Reuters even placed a “STRONG WARNING” label on this video.
WARNING: STRONG LANGUAGE – Teenage climate activist @GretaThunberg said that the politicians gathered at the #COP26 U.N. climate summit are ‘pretending’ to take people's futures seriously and that the gathering of world leaders would not create change https://t.co/3xcaZwsei0 pic.twitter.com/s62aWRapOU
— Reuters (@Reuters) November 2, 2021
At another moment, Thunberg led the crowd in a rendition of “She’ll Be Coming ‘Round the Mountain,” which she switched up to “You can shove your climate crisis up your a**.”

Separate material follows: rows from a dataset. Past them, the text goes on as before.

/// Rendering layer — all terminal I/O lives here.
///
/// Each function receives a mutable writer and an immutable view of the
/// game state.  No game logic is performed; this module only translates
/// arena coordinates into terminal cells and queues the commands to draw them.

use std::io::Write;

use crossterm::{
    cursor,
    style::{self, Color, Print},
    terminal,
    QueueableCommand,
};

use cannon_defense::entities::{GamePhase, GameState};
use cannon_defense::geometry::Rect;

// ── Colour palette ────────────────────────────────────────────────────────────

const C_BORDER: Color = Color::DarkBlue;
const C_HUD_SCORE: Color = Color::White;
const C_HUD_ENEMIES: Color = Color::Red;
const C_PLAYER: Color = Color::Green;
const C_ENEMY: Color = Color::Red;
const C_SHOT_PLAYER: Color = Color::Yellow;
const C_SHOT_ENEMY: Color = Color::White;
const C_HINT: Color = Color::DarkGrey;

// ── Arena → terminal mapping ──────────────────────────────────────────────────

/// Maps the arena onto the terminal cells inside the border.
///
/// Row 0 is the HUD, row 1 and row `height - 2` are the border bars and
/// the last row carries the controls hint.
#[derive(Clone, Copy, Debug, PartialEq)]
pub struct Viewport {
    left: u16,
    top: u16,
    cols: u16,
    rows: u16,
    scale_x: f64,
    scale_y: f64,
}

impl Viewport {
    pub fn new(term_width: u16, term_height: u16, arena_width: f64, arena_height: f64) -> Self {
        let cols = term_width.saturating_sub(2).max(1);
        let rows = term_height.saturating_sub(4).max(1);
        Viewport {
            left: 1,
            top: 2,
            cols,
            rows,
            scale_x: cols as f64 / arena_width,
            scale_y: rows as f64 / arena_height,
        }
    }

    /// Terminal cells covered by `rect`, as (col, row, width, height).
    /// At least one cell is covered so tiny shots stay visible.  `None` when
    /// the box lies entirely outside the arena.
    pub fn cells(&self, rect: &Rect) -> Option<(u16, u16, u16, u16)> {
        let x0 = (rect.x * self.scale_x).floor();
        let y0 = (rect.y * self.scale_y).floor();
        let x1 = (rect.right() * self.scale_x).ceil().max(x0 + 1.0);
        let y1 = (rect.bottom() * self.scale_y).ceil().max(y0 + 1.0);

        let x0 = x0.max(0.0);
        let y0 = y0.max(0.0);
        let x1 = x1.min(self.cols as f64);
        let y1 = y1.min(self.rows as f64);
        if x0 >= x1 || y0 >= y1 {
            return None;
        }
        Some((
            self.left + x0 as u16,
            self.top + y0 as u16,
            (x1 - x0) as u16,
            (y1 - y0) as u16,
        ))
    }
}

// ── Public entry point ────────────────────────────────────────────────────────

/// Render one complete frame.
pub fn render<W: Write>(out: &mut W, state: &GameState) -> std::io::Result<()> {
    let (width, height) = terminal::size()?;
    out.queue(terminal::Clear(terminal::ClearType::All))?;

    draw_border(out, width, height)?;
    draw_hud(out, state, width)?;

    match state.phase {
        GamePhase::Active => {
            let view = Viewport::new(
                width,
                height,
                state.config.arena_width,
                state.config.arena_height,
            );
            for enemy in state.alive_enemies() {
                fill(out, &view, &enemy.rect(), "█", C_ENEMY)?;
            }
            for shot in &state.player_projectiles {
                fill(out, &view, &shot.rect(), "║", C_SHOT_PLAYER)?;
            }
            for shot in &state.enemy_projectiles {
                fill(out, &view, &shot.rect(), "↓", C_SHOT_ENEMY)?;
            }
            fill(out, &view, &state.player.rect(), "▀", C_PLAYER)?;
            draw_controls_hint(out, height)?;
        }
        GamePhase::Lost => draw_banner(out, width, height, "Game Over", Color::Red)?,
        GamePhase::Won => draw_banner(out, width, height, "You Win!", Color::Green)?,
    }

    // Park cursor in a harmless spot and flush
    out.queue(style::ResetColor)?;
    out.queue(cursor::MoveTo(0, height.saturating_sub(1)))?;
    out.flush()?;
    Ok(())
}

// ── Border ────────────────────────────────────────────────────────────────────

fn draw_border<W: Write>(out: &mut W, width: u16, height: u16) -> std::io::Result<()> {
    let w = width as usize;

    out.queue(style::SetForegroundColor(C_BORDER))?;

    out.queue(cursor::MoveTo(0, 1))?;
    out.queue(Print(format!("┌{}┐", "─".repeat(w.saturating_sub(2)))))?;

    out.queue(cursor::MoveTo(0, height.saturating_sub(2)))?;
    out.queue(Print(format!("└{}┘", "─".repeat(w.saturating_sub(2)))))?;

    for row in 2..height.saturating_sub(2) {
        out.queue(cursor::MoveTo(0, row))?;
        out.queue(Print("│"))?;
        out.queue(cursor::MoveTo(width.saturating_sub(1), row))?;
        out.queue(Print("│"))?;
    }

    Ok(())
}

// ── HUD (row 0) ───────────────────────────────────────────────────────────────

fn draw_hud<W: Write>(out: &mut W, state: &GameState, width: u16) -> std::io::Result<()> {
    out.queue(cursor::MoveTo(1, 0))?;
    out.queue(style::SetForegroundColor(C_HUD_SCORE))?;
    out.queue(Print(format!("Score: {}", state.score)))?;

    let remaining = format!("Enemies: {}", state.alive_count());
    let rx = width.saturating_sub(remaining.chars().count() as u16 + 1);
    out.queue(cursor::MoveTo(rx, 0))?;
    out.queue(style::SetForegroundColor(C_HUD_ENEMIES))?;
    out.queue(Print(&remaining))?;

    Ok(())
}

// ── Entities ──────────────────────────────────────────────────────────────────

fn fill<W: Write>(
    out: &mut W,
    view: &Viewport,
    rect: &Rect,
    glyph: &str,
    color: Color,
) -> std::io::Result<()> {
    let Some((col, row, cols, rows)) = view.cells(rect) else {
        return Ok(());
    };
    out.queue(style::SetForegroundColor(color))?;
    let line = glyph.repeat(cols as usize);
    for r in row..row + rows {
        out.queue(cursor::MoveTo(col, r))?;
        out.queue(Print(&line))?;
    }
    Ok(())
}

// ── Controls hint (last row) ──────────────────────────────────────────────────

fn draw_controls_hint<W: Write>(out: &mut W, height: u16) -> std::io::Result<()> {
    out.queue(cursor::MoveTo(1, height.saturating_sub(1)))?;
    out.queue(style::SetForegroundColor(C_HINT))?;
    out.queue(Print("← → / A D : Move   SPACE : Shoot   Q : Quit"))?;
    Ok(())
}

// ── End-of-game overlay ───────────────────────────────────────────────────────

fn draw_banner<W: Write>(
    out: &mut W,
    width: u16,
    height: u16,
    title: &str,
    color: Color,
) -> std::io::Result<()> {
    let cx = width / 2;
    let cy = height / 2;

    out.queue(cursor::MoveTo(
        cx.saturating_sub(title.chars().count() as u16 / 2),
        cy.saturating_sub(1),
    ))?;
    out.queue(style::SetForegroundColor(color))?;
    out.queue(Print(title))?;

    let hint = "Press R to restart";
    out.queue(cursor::MoveTo(
        cx.saturating_sub(hint.chars().count() as u16 / 2),
        cy + 1,
    ))?;
    out.queue(style::SetForegroundColor(Color::White))?;
    out.queue(Print(hint))?;

    Ok(())
}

Greta in Govan @GretaThunberg pic.twitter.com/xK5s7V5q5L
— Peter Cassidy (@petercassidy20) November 1, 2021
Them’s fighting words, but Greta can handle any backlash (the way that she handled Trump). The BBC notes that Thunberg arrived by train after departing from London with a cardboard sign that read, “Fridays for Future,” in honor of the youth movement that she inspired beginning in 2018. She hopes to bring action for true progress and to motivate world leaders to reduce fossil fuel use and carbon emissions, all of which are wreaking havoc on the environment.